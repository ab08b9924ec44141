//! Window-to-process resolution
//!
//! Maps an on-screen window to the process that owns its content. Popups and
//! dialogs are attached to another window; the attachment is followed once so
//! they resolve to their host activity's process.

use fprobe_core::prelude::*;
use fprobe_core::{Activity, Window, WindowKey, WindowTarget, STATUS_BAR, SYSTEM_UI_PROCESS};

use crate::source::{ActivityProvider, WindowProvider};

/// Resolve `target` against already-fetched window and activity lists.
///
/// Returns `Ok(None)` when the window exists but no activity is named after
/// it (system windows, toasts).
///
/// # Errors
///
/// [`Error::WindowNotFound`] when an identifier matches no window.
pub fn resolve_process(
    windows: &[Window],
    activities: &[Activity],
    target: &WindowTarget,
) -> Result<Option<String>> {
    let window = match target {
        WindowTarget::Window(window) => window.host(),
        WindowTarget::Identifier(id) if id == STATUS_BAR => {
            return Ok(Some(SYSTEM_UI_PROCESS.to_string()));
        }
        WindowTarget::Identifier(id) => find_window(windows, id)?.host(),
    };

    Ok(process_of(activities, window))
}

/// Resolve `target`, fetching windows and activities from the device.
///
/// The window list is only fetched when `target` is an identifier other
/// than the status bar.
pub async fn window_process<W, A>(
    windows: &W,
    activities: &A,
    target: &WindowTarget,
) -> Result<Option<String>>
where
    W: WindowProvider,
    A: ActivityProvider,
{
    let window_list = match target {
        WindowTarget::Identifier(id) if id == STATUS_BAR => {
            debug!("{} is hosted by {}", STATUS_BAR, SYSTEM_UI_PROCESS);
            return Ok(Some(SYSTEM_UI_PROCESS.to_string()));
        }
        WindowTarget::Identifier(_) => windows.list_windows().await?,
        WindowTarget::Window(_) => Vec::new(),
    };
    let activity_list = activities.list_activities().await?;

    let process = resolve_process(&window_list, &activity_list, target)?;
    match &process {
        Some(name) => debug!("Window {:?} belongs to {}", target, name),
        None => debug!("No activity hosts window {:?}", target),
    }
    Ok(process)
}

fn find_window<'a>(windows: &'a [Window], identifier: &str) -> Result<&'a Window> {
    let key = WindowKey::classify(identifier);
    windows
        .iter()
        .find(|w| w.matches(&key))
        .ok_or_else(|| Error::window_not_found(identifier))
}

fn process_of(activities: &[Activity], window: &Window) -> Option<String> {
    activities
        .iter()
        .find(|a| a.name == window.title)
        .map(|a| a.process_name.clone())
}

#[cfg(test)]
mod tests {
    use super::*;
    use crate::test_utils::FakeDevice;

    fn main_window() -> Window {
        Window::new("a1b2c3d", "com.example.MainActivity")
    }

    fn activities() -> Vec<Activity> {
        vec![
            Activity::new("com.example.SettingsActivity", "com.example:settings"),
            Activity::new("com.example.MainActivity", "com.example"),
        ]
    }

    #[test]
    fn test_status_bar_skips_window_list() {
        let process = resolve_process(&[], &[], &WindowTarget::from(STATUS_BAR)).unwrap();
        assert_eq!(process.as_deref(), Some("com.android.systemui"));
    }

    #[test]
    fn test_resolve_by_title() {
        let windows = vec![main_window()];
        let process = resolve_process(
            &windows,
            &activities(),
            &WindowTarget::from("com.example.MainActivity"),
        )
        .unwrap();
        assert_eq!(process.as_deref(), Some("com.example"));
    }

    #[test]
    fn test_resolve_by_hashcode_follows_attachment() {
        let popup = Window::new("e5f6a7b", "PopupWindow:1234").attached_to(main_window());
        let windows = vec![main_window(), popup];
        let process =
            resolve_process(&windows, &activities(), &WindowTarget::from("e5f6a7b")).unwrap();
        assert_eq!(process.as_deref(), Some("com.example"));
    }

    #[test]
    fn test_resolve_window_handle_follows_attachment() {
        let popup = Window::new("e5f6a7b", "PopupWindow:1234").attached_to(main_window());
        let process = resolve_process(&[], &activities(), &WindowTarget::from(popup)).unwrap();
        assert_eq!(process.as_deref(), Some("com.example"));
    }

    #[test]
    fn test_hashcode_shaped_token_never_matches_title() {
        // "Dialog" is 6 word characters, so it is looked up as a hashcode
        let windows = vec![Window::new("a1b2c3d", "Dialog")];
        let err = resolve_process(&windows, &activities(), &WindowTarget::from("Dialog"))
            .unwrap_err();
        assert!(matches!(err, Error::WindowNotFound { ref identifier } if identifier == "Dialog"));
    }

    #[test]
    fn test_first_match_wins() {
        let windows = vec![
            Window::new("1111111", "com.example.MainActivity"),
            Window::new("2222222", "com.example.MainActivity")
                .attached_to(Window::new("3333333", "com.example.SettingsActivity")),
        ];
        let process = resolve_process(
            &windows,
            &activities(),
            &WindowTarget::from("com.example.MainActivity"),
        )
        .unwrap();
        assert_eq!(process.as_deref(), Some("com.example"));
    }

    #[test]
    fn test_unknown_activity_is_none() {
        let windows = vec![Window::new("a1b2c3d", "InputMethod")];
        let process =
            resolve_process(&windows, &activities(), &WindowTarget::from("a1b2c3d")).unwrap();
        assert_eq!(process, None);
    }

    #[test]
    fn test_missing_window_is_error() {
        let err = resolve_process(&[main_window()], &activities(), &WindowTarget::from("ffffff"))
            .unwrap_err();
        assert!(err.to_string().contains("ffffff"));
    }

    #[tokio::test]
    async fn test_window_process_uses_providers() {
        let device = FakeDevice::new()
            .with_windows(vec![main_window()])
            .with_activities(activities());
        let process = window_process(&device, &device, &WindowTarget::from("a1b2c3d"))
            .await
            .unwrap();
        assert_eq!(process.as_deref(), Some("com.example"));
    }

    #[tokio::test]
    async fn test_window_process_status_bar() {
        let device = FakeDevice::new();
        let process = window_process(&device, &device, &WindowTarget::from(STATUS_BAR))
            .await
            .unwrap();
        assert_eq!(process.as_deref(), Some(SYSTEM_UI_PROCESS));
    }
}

--------------------

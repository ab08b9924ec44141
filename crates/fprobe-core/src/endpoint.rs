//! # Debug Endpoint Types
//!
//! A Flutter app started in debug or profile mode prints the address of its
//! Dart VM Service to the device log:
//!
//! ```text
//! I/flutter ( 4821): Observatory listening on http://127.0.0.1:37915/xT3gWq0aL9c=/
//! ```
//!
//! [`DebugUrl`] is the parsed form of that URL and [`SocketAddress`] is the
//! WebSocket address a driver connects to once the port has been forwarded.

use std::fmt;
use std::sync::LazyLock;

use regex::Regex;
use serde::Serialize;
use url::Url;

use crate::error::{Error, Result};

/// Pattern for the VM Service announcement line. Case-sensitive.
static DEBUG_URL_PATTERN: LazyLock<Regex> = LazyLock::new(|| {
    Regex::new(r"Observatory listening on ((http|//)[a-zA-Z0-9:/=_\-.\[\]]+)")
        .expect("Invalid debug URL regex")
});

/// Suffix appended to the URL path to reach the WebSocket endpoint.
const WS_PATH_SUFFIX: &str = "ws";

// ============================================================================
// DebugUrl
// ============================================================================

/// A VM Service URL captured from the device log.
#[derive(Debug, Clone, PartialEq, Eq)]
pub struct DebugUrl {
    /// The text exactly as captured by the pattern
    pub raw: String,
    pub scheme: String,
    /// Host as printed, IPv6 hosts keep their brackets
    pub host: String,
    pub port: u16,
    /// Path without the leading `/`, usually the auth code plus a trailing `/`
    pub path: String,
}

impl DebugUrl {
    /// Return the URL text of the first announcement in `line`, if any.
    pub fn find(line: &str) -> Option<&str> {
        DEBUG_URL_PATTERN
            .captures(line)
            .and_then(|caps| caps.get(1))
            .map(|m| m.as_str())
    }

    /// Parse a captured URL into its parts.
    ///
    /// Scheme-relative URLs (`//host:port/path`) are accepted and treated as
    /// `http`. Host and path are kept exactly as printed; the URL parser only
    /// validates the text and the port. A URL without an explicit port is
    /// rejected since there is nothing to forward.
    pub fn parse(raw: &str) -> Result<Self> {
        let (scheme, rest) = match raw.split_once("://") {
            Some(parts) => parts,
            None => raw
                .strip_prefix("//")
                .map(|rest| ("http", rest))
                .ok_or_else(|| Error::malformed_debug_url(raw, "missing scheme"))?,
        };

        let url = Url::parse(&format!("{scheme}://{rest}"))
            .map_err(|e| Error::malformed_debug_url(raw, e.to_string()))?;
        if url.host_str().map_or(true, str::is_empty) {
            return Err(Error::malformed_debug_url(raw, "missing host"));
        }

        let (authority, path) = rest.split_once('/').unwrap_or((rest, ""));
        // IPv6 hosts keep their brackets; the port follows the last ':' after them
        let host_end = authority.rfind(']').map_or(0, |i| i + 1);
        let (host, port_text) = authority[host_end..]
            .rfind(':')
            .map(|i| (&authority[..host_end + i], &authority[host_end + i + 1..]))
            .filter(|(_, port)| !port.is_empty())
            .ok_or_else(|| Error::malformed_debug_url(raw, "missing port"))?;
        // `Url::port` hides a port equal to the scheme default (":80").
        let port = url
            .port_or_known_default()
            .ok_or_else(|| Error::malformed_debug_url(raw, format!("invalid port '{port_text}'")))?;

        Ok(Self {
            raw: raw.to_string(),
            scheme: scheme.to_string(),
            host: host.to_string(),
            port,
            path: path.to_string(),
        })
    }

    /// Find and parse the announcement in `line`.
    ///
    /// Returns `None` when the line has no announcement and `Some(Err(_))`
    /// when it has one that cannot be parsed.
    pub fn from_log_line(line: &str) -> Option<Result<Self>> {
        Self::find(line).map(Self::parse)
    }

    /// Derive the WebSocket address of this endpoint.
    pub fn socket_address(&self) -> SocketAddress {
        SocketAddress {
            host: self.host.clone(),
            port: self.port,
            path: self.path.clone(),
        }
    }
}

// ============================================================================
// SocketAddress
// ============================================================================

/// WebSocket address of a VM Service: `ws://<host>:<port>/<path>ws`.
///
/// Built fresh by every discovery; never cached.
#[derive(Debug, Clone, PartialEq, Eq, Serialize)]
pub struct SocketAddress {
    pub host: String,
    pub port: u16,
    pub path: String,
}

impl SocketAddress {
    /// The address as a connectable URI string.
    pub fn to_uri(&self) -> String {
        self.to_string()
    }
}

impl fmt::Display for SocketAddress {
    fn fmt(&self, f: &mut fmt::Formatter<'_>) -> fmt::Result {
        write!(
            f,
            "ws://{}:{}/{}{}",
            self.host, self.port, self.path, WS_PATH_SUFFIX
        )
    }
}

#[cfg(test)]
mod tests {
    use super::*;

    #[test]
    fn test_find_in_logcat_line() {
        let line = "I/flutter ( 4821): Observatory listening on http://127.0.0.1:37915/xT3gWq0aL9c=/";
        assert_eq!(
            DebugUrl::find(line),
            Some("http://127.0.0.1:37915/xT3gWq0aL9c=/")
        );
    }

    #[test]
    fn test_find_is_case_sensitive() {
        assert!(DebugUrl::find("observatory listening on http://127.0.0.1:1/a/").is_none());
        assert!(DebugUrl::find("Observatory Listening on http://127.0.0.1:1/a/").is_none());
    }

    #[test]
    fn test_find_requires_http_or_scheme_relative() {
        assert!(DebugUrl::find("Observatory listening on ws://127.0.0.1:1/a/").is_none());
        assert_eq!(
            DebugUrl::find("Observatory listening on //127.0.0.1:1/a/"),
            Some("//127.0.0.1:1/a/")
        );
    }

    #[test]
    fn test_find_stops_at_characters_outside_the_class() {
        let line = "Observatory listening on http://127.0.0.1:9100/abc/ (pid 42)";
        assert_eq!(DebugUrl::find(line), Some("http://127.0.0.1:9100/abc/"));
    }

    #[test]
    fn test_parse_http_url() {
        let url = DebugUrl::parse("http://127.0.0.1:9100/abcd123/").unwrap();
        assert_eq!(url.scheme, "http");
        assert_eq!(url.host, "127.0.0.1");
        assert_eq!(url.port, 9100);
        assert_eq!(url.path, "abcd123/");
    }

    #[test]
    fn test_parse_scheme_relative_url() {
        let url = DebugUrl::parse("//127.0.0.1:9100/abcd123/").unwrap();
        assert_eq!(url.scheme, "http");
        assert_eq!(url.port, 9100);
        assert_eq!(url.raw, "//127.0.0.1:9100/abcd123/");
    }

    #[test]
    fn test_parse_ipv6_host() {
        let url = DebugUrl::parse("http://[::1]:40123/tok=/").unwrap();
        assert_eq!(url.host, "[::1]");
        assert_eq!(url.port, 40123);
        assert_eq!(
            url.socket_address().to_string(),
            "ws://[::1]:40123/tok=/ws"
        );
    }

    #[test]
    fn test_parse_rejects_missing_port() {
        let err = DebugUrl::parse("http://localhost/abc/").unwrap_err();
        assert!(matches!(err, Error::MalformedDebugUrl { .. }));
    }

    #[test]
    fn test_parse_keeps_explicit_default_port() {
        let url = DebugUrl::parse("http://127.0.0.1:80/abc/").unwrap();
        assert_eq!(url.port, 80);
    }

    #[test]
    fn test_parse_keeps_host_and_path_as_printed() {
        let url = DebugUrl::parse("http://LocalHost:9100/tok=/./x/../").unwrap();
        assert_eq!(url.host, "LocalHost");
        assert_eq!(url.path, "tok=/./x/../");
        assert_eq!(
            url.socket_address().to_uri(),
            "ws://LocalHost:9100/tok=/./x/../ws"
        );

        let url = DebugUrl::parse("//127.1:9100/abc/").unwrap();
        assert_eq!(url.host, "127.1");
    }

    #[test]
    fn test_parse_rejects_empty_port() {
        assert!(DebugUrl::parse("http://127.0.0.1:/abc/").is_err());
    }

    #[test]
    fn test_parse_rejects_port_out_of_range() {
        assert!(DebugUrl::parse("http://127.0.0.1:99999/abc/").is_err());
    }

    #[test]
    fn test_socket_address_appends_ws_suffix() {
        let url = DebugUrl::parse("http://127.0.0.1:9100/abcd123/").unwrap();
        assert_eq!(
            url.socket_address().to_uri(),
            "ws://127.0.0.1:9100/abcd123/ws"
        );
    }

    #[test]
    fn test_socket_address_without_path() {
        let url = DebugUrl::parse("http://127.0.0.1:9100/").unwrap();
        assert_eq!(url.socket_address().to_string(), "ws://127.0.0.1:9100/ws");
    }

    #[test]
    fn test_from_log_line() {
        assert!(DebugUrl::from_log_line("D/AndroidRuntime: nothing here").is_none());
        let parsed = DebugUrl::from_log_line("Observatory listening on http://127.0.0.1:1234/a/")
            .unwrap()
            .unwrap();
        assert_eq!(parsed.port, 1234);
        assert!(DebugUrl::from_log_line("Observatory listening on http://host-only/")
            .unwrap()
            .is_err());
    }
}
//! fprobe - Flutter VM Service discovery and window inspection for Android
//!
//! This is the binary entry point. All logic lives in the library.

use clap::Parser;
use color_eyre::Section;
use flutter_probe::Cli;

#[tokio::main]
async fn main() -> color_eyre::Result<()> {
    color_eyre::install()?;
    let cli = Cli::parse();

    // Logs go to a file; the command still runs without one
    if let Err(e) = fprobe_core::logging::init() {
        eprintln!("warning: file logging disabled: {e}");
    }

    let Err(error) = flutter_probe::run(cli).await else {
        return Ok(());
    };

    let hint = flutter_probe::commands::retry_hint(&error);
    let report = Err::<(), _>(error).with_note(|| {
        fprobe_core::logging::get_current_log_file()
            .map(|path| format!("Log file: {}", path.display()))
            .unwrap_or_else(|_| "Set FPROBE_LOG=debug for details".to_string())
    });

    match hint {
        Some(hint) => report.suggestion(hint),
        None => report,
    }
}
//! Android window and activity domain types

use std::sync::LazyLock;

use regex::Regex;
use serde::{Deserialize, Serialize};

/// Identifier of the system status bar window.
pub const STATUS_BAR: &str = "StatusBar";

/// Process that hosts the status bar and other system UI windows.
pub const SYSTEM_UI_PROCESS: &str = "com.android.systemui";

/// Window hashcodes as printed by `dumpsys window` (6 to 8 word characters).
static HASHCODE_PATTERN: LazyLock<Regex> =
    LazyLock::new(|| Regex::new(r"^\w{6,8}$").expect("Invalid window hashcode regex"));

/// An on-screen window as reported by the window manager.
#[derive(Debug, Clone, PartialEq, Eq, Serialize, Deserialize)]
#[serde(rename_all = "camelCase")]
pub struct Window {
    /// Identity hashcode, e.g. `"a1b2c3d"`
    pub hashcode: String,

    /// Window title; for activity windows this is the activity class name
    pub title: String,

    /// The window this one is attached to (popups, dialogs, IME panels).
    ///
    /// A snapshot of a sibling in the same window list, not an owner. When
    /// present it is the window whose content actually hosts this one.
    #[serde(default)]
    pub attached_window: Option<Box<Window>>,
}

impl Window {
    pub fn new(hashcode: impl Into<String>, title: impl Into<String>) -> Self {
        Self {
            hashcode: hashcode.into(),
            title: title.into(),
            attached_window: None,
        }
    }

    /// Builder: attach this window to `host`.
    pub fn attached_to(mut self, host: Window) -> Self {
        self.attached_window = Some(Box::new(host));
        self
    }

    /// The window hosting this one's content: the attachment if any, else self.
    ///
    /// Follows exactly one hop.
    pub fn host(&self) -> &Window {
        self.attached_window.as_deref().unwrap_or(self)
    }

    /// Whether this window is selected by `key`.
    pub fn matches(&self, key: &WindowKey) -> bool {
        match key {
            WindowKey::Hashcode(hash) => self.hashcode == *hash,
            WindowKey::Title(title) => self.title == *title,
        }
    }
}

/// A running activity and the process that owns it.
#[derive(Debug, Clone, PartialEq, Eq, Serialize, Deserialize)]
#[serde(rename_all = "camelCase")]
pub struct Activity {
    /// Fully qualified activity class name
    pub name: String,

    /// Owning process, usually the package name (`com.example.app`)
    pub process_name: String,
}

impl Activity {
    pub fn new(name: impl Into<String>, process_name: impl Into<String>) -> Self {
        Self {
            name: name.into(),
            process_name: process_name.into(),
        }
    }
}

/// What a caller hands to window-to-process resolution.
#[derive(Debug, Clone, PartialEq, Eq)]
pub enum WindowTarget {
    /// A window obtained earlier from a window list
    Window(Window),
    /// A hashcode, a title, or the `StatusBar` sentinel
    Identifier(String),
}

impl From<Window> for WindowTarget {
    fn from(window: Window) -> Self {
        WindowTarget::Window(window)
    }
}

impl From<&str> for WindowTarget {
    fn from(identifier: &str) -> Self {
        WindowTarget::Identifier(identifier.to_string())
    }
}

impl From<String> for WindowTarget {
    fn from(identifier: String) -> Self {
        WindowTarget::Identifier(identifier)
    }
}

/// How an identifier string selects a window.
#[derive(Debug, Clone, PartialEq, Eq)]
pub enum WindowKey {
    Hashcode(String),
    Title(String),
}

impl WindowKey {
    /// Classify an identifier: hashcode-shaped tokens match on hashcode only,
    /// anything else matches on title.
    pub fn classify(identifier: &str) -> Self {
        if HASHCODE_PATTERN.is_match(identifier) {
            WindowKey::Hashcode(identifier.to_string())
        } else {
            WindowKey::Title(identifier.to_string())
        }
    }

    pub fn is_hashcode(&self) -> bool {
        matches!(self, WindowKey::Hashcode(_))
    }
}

--------------------

▶ _TASK TO CARRY OUT_
Supply only the number of lines above in which "SocketAddress" occurs.

▶ _ANSWER BELOW_
7